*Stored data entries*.

┄┄┄┄┄┄┄┄┄┄┄┄┄┄┄┄┄┄┄┄

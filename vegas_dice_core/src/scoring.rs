use crate::state::*;
use serde::{Deserialize, Serialize};

/// 一次赌场结算中发出的一张钞票
#[derive(Debug, Clone, PartialEq, Eq, Serialize, Deserialize)]
pub struct Award {
    pub casino_id: CasinoId,
    pub player_id: PlayerId,
    pub amount: u32,
}

/// 结算本轮所有赌场
///
/// 每个赌场按放下的骰子数从多到少处理：
/// - 最高数量有多人并列时，这些玩家全部出局，不拿钱；
/// - 只有一人时，他拿走当前最大的一张钞票，然后出局；
/// - 玩家或钞票任一耗尽即停止。
///
/// 拿到的钞票从赌场中移除并计入玩家得分。结果只取决于放置数量和钞票，可以完全复现。
pub fn calculate_round_winners(state: &mut GameState) -> Vec<Award> {
    let mut awards = Vec::new();

    for casino in state.casinos.iter_mut() {
        // BTreeMap 按玩家ID有序，稳定排序保证并列时的顺序也固定
        let mut contenders: Vec<(PlayerId, u8)> = casino
            .placed_dice
            .iter()
            .filter(|&(_, &n)| n > 0)
            .map(|(id, n)| (*id, *n))
            .collect();
        contenders.sort_by(|a, b| b.1.cmp(&a.1));

        let mut rest = contenders.as_slice();
        while !rest.is_empty() && !casino.money.is_empty() {
            let top = rest[0].1;
            let tied = rest.iter().take_while(|(_, n)| *n == top).count();
            if tied > 1 {
                rest = &rest[tied..];
                continue;
            }
            let prize = casino.money.remove(0);
            awards.push(Award { casino_id: casino.id, player_id: rest[0].0, amount: prize });
            rest = &rest[1..];
        }
    }

    for award in &awards {
        if let Some(p) = state.players.iter_mut().find(|p| p.id == award.player_id) {
            p.score += award.amount;
        }
    }
    awards
}

/// 最终赢家：得分最高的玩家，同分时取最早加入的
pub fn final_winner(state: &GameState) -> Option<&Player> {
    let mut best: Option<&Player> = None;
    for p in &state.players {
        if best.is_none_or(|b| p.score > b.score) {
            best = Some(p);
        }
    }
    best
}

#[cfg(test)]
mod tests {
    use super::*;
    use crate::logic::tests::setup_round;

    fn place(state: &mut GameState, casino: CasinoId, placements: &[(PlayerId, u8)], money: &[u32]) {
        let c = state.casino_mut(casino).unwrap();
        c.placed_dice = placements.iter().copied().collect();
        c.money = money.to_vec();
    }

    fn clear_all(state: &mut GameState) {
        for c in state.casinos.iter_mut() {
            c.placed_dice.clear();
            c.money.clear();
        }
    }

    #[test]
    fn test_tied_leaders_are_disqualified() {
        let (mut state, _, ids) = setup_round(3, GameMode::Classic, 1);
        clear_all(&mut state);
        place(&mut state, 1, &[(ids[0], 3), (ids[1], 3), (ids[2], 1)], &[50_000, 40_000, 30_000]);

        let awards = calculate_round_winners(&mut state);
        assert_eq!(awards, vec![Award { casino_id: 1, player_id: ids[2], amount: 50_000 }]);
        assert_eq!(state.players[0].score, 0);
        assert_eq!(state.players[1].score, 0);
        assert_eq!(state.players[2].score, 50_000);
        assert_eq!(state.casino(1).unwrap().money, vec![40_000, 30_000]);
    }

    #[test]
    fn test_distinct_counts_take_cards_in_order() {
        let (mut state, _, ids) = setup_round(3, GameMode::Classic, 2);
        clear_all(&mut state);
        place(&mut state, 2, &[(ids[0], 1), (ids[1], 4), (ids[2], 2)], &[60_000, 20_000]);

        let awards = calculate_round_winners(&mut state);
        assert_eq!(awards.len(), 2, "只有两张钞票");
        assert_eq!(awards[0].player_id, ids[1]);
        assert_eq!(awards[0].amount, 60_000);
        assert_eq!(awards[1].player_id, ids[2]);
        assert_eq!(awards[1].amount, 20_000);
        assert_eq!(state.players[0].score, 0);
    }

    #[test]
    fn test_all_tied_means_no_award() {
        let (mut state, _, ids) = setup_round(2, GameMode::Classic, 3);
        clear_all(&mut state);
        place(&mut state, 6, &[(ids[0], 2), (ids[1], 2)], &[90_000]);
        assert!(calculate_round_winners(&mut state).is_empty());
        assert_eq!(state.casino(6).unwrap().money, vec![90_000]);
    }

    #[test]
    fn test_scoring_is_reproducible() {
        let (state, _, ids) = setup_round(4, GameMode::Classic, 4);
        let mut a = state.clone();
        clear_all(&mut a);
        place(&mut a, 3, &[(ids[0], 2), (ids[1], 2), (ids[2], 5), (ids[3], 1)], &[80_000, 50_000, 10_000]);
        place(&mut a, 4, &[(ids[3], 3), (ids[1], 1), (ids[2], 1)], &[70_000, 30_000]);
        let mut b = a.clone();

        let first = calculate_round_winners(&mut a);
        let second = calculate_round_winners(&mut b);
        assert_eq!(first, second);
        // 赌场3: ids[2] 拿 80k，然后 2/2 并列出局，ids[3] 拿 50k
        // 赌场4: ids[3] 拿 70k，然后 1/1 并列出局
        assert_eq!(a.players[2].score, 80_000);
        assert_eq!(a.players[3].score, 120_000);
        assert_eq!(a.players[0].score, 0);
        assert_eq!(a.players[1].score, 0);
    }

    #[test]
    fn test_final_winner_tie_goes_to_earliest_joiner() {
        let (mut state, _, ids) = setup_round(3, GameMode::Classic, 5);
        state.players[0].score = 100_000;
        state.players[1].score = 150_000;
        state.players[2].score = 150_000;
        assert_eq!(final_winner(&state).unwrap().id, ids[1]);

        state.players[2].score = 160_000;
        assert_eq!(final_winner(&state).unwrap().id, ids[2]);
    }
}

┄┄┄┄┄┄┄┄┄┄┄┄┄┄┄┄┄┄┄┄

Output each record above exactly, omitting nothing.

filename vegas_dice_core/src/scoring.rs
use crate::state::*;
use serde::{Deserialize, Serialize};

/// 一次赌场结算中发出的一张钞票
#[derive(Debug, Clone, PartialEq, Eq, Serialize, Deserialize)]
pub struct Award {
    pub casino_id: CasinoId,
    pub player_id: PlayerId,
    pub amount: u32,
}

/// 结算本轮所有赌场
///
/// 每个赌场按放下的骰子数从多到少处理：
/// - 最高数量有多人并列时，这些玩家全部出局，不拿钱；
/// - 只有一人时，他拿走当前最大的一张钞票，然后出局；
/// - 玩家或钞票任一耗尽即停止。
///
/// 拿到的钞票从赌场中移除并计入玩家得分。结果只取决于放置数量和钞票，可以完全复现。
pub fn calculate_round_winners(state: &mut GameState) -> Vec<Award> {
    let mut awards = Vec::new();

    for casino in state.casinos.iter_mut() {
        // BTreeMap 按玩家ID有序，稳定排序保证并列时的顺序也固定
        let mut contenders: Vec<(PlayerId, u8)> = casino
            .placed_dice
            .iter()
            .filter(|&(_, &n)| n > 0)
            .map(|(id, n)| (*id, *n))
            .collect();
        contenders.sort_by(|a, b| b.1.cmp(&a.1));

        let mut rest = contenders.as_slice();
        while !rest.is_empty() && !casino.money.is_empty() {
            let top = rest[0].1;
            let tied = rest.iter().take_while(|(_, n)| *n == top).count();
            if tied > 1 {
                rest = &rest[tied..];
                continue;
            }
            let prize = casino.money.remove(0);
            awards.push(Award { casino_id: casino.id, player_id: rest[0].0, amount: prize });
            rest = &rest[1..];
        }
    }

    for award in &awards {
        if let Some(p) = state.players.iter_mut().find(|p| p.id == award.player_id) {
            p.score += award.amount;
        }
    }
    awards
}

/// 最终赢家：得分最高的玩家，同分时取最早加入的
pub fn final_winner(state: &GameState) -> Option<&Player> {
    let mut best: Option<&Player> = None;
    for p in &state.players {
        if best.is_none_or(|b| p.score > b.score) {
            best = Some(p);
        }
    }
    best
}

#[cfg(test)]
mod tests {
    use super::*;
    use crate::logic::tests::setup_round;

    fn place(state: &mut GameState, casino: CasinoId, placements: &[(PlayerId, u8)], money: &[u32]) {
        let c = state.casino_mut(casino).unwrap();
        c.placed_dice = placements.iter().copied().collect();
        c.money = money.to_vec();
    }

    fn clear_all(state: &mut GameState) {
        for c in state.casinos.iter_mut() {
            c.placed_dice.clear();
            c.money.clear();
        }
    }

    #[test]
    fn test_tied_leaders_are_disqualified() {
        let (mut state, _, ids) = setup_round(3, GameMode::Classic, 1);
        clear_all(&mut state);
        place(&mut state, 1, &[(ids[0], 3), (ids[1], 3), (ids[2], 1)], &[50_000, 40_000, 30_000]);

        let awards = calculate_round_winners(&mut state);
        assert_eq!(awards, vec![Award { casino_id: 1, player_id: ids[2], amount: 50_000 }]);
        assert_eq!(state.players[0].score, 0);
        assert_eq!(state.players[1].score, 0);
        assert_eq!(state.players[2].score, 50_000);
        assert_eq!(state.casino(1).unwrap().money, vec![40_000, 30_000]);
    }

    #[test]
    fn test_distinct_counts_take_cards_in_order() {
        let (mut state, _, ids) = setup_round(3, GameMode::Classic, 2);
        clear_all(&mut state);
        place(&mut state, 2, &[(ids[0], 1), (ids[1], 4), (ids[2], 2)], &[60_000, 20_000]);

        let awards = calculate_round_winners(&mut state);
        assert_eq!(awards.len(), 2, "只有两张钞票");
        assert_eq!(awards[0].player_id, ids[1]);
        assert_eq!(awards[0].amount, 60_000);
        assert_eq!(awards[1].player_id, ids[2]);
        assert_eq!(awards[1].amount, 20_000);
        assert_eq!(state.players[0].score, 0);
    }

    #[test]
    fn test_all_tied_means_no_award() {
        let (mut state, _, ids) = setup_round(2, GameMode::Classic, 3);
        clear_all(&mut state);
        place(&mut state, 6, &[(ids[0], 2), (ids[1], 2)], &[90_000]);
        assert!(calculate_round_winners(&mut state).is_empty());
        assert_eq!(state.casino(6).unwrap().money, vec![90_000]);
    }

    #[test]
    fn test_scoring_is_reproducible() {
        let (state, _, ids) = setup_round(4, GameMode::Classic, 4);
        let mut a = state.clone();
        clear_all(&mut a);
        place(&mut a, 3, &[(ids[0], 2), (ids[1], 2), (ids[2], 5), (ids[3], 1)], &[80_000, 50_000, 10_000]);
        place(&mut a, 4, &[(ids[3], 3), (ids[1], 1), (ids[2], 1)], &[70_000, 30_000]);
        let mut b = a.clone();

        let first = calculate_round_winners(&mut a);
        let second = calculate_round_winners(&mut b);
        assert_eq!(first, second);
        // 赌场3: ids[2] 拿 80k，然后 2/2 并列出局，ids[3] 拿 50k
        // 赌场4: ids[3] 拿 70k，然后 1/1 并列出局
        assert_eq!(a.players[2].score, 80_000);
        assert_eq!(a.players[3].score, 120_000);
        assert_eq!(a.players[0].score, 0);
        assert_eq!(a.players[1].score, 0);
    }

    #[test]
    fn test_final_winner_tie_goes_to_earliest_joiner() {
        let (mut state, _, ids) = setup_round(3, GameMode::Classic, 5);
        state.players[0].score = 100_000;
        state.players[1].score = 150_000;
        state.players[2].score = 150_000;
        assert_eq!(final_winner(&state).unwrap().id, ids[1]);

        state.players[2].score = 160_000;
        assert_eq!(final_winner(&state).unwrap().id, ids[2]);
    }
}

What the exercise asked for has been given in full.